Работать и сидеть с двумя детьми было невозможно, Яков и Элли пригласили в семью домработницу. Тогда это было принято в обеспеченных кругах: в Москве было много понаехавших из деревень девушек, которые из-за недостатка общежитий не могли устроиться иначе; они рассматривали такие места как временные перед окончательным устройством или замужеством и обычно подолгу у нанимателей не задерживались. С Дусей все оказалось иначе.
Она была из Ульяновской области, с Поволжья, скуластая, с широким приплюснутым носом, похожая на башкирку, но с вполне русской чистой и богатой речью, изобилующей житейскими подробностями и воспоминаниями тридцатилетней давности. В сугубо интеллигентском доме, с его отвлеченными и подчас выспренними разговорами, ведшимися к тому же на разных языках, забил родник, а то и фонтан живого русского наречия, не имевший ни конца ни начала, а лишь общую назидательную направленность — мораль, наказывающую гордецов, обманщиков и стяжателей. Ее рассказы о родном Салавате и Мелекессе были неисчерпаемы и непоследовательны, как сама жизнь: что там Швейк с его анекдотами?
— Как сейчас помню: это в двадцать пятом году было — приходит к нам председатель правления и сразу — швырк к погребу, открывай: там у тебя зерно спрятано. Отец ему: у меня зерна с весны нет, а он — посмотрим. Что ж? Спустились в погреб, а там одна кадка с квашеной капустой. Ну и что? А вот надо было не туда ему идти, а к своему шурину. У него двадцать мешков было спрятано, да когда пришли, ничего нет — свезли с председателем вместе!

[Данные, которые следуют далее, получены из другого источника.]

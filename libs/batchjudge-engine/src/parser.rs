/// Result Parser - Combined Output to Per-Case Verdicts
///
/// **Core Responsibility:**
/// Split the judge's combined stdout for a batch and compare each case's
/// line with its expected output.
///
/// **Critical Properties:**
/// - Knows nothing about HTTP, credentials or the judge
/// - Pure function: (stdout, batch) → verdicts, one per case, in order
///
/// **Alignment Rules:**
/// - The i-th non-empty stdout line belongs to the i-th case of the batch
/// - Cases left without a line are `MissingOutput`, never dropped
/// - Single-case batches compare the whole stdout
///
/// **Normalization Rules:**
/// - Trim leading/trailing whitespace: YES
/// - Ignore newline differences (\n vs \r\n): YES
/// - Collapse internal whitespace: NO (deliberate; `1  2` != `1 2`)
/// - Case sensitivity: YES

use batchjudge_common::types::{StatusKind, TestCase, Verdict};

use crate::planner::{Batch, Framing};

fn normalize_output(output: &str) -> &str {
    output.trim()
}

/// Judge one case's actual output against its expectation
pub fn evaluate_output(test_case: &TestCase, actual: &str) -> Verdict {
    let passed = normalize_output(actual) == normalize_output(&test_case.expected_output);
    Verdict {
        test_case_id: test_case.id,
        actual_output: actual.to_string(),
        passed,
        status_kind: if passed {
            StatusKind::Accepted
        } else {
            StatusKind::WrongAnswer
        },
        execution_time_ms: None,
        memory_used_kb: None,
        detail: None,
    }
}

pub fn parse(raw_stdout: &str, batch: &Batch) -> Vec<Verdict> {
    match batch.framing {
        Framing::SingleCase => batch
            .test_cases
            .iter()
            .map(|tc| evaluate_output(tc, raw_stdout))
            .collect(),
        Framing::MultiCase => {
            let mut lines = raw_stdout.lines().filter(|line| !line.trim().is_empty());
            batch
                .test_cases
                .iter()
                .map(|tc| match lines.next() {
                    Some(line) => evaluate_output(tc, line),
                    None => Verdict::failed(tc.id, StatusKind::MissingOutput, None),
                })
                .collect()
        }
    }
}

/// Same verdict kind for every case in the batch
pub fn failed_batch(batch: &Batch, kind: StatusKind, detail: Option<&str>) -> Vec<Verdict> {
    batch
        .test_cases
        .iter()
        .map(|tc| Verdict::failed(tc.id, kind, detail.map(str::to_string)))
        .collect()
}

/// After a batch-level failure with partial stdout, cases the output never
/// reached take the batch's failure kind
pub fn mark_unresolved(verdicts: &mut [Verdict], kind: StatusKind, detail: Option<&str>) {
    for verdict in verdicts
        .iter_mut()
        .filter(|v| v.status_kind == StatusKind::MissingOutput)
    {
        verdict.status_kind = kind;
        verdict.detail = detail.map(str::to_string);
    }
}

Такой председатель был. А в другом месте: у соседа, который напротив жил, ногу себе сломал. Угу! На чердак к нему полез: искал что-то — лестница трухлявая была, обломилась, он себе лодыжку повредил, два месяца ходил, как подкованный. Это еще ничего, а вот как дочь его на свадьбе своей курицу варила, так это вся деревня потом смеялась. Забыла выпотрошить. Так и подала не чистимши. С кишками вместе. Ей-богу! Это в двадцать четвертом было, под Троицу. Ее потом все дразнили: когда курицу варить будешь, а то я что-то проголодался! Ага! Что отец, что дочка. А еще сын был. Когда в двадцать шестом году парней в солдаты брали, его из капусты за уши вытаскивали: не хотел служить, и все тут. А ему: послужишь, Николай, послужишь! Все хотели у других взять, а самим не дать ничего. Не вышло! Лакеи в двадцатом году отошли!.. — и так далее, хоть два часа без передышки.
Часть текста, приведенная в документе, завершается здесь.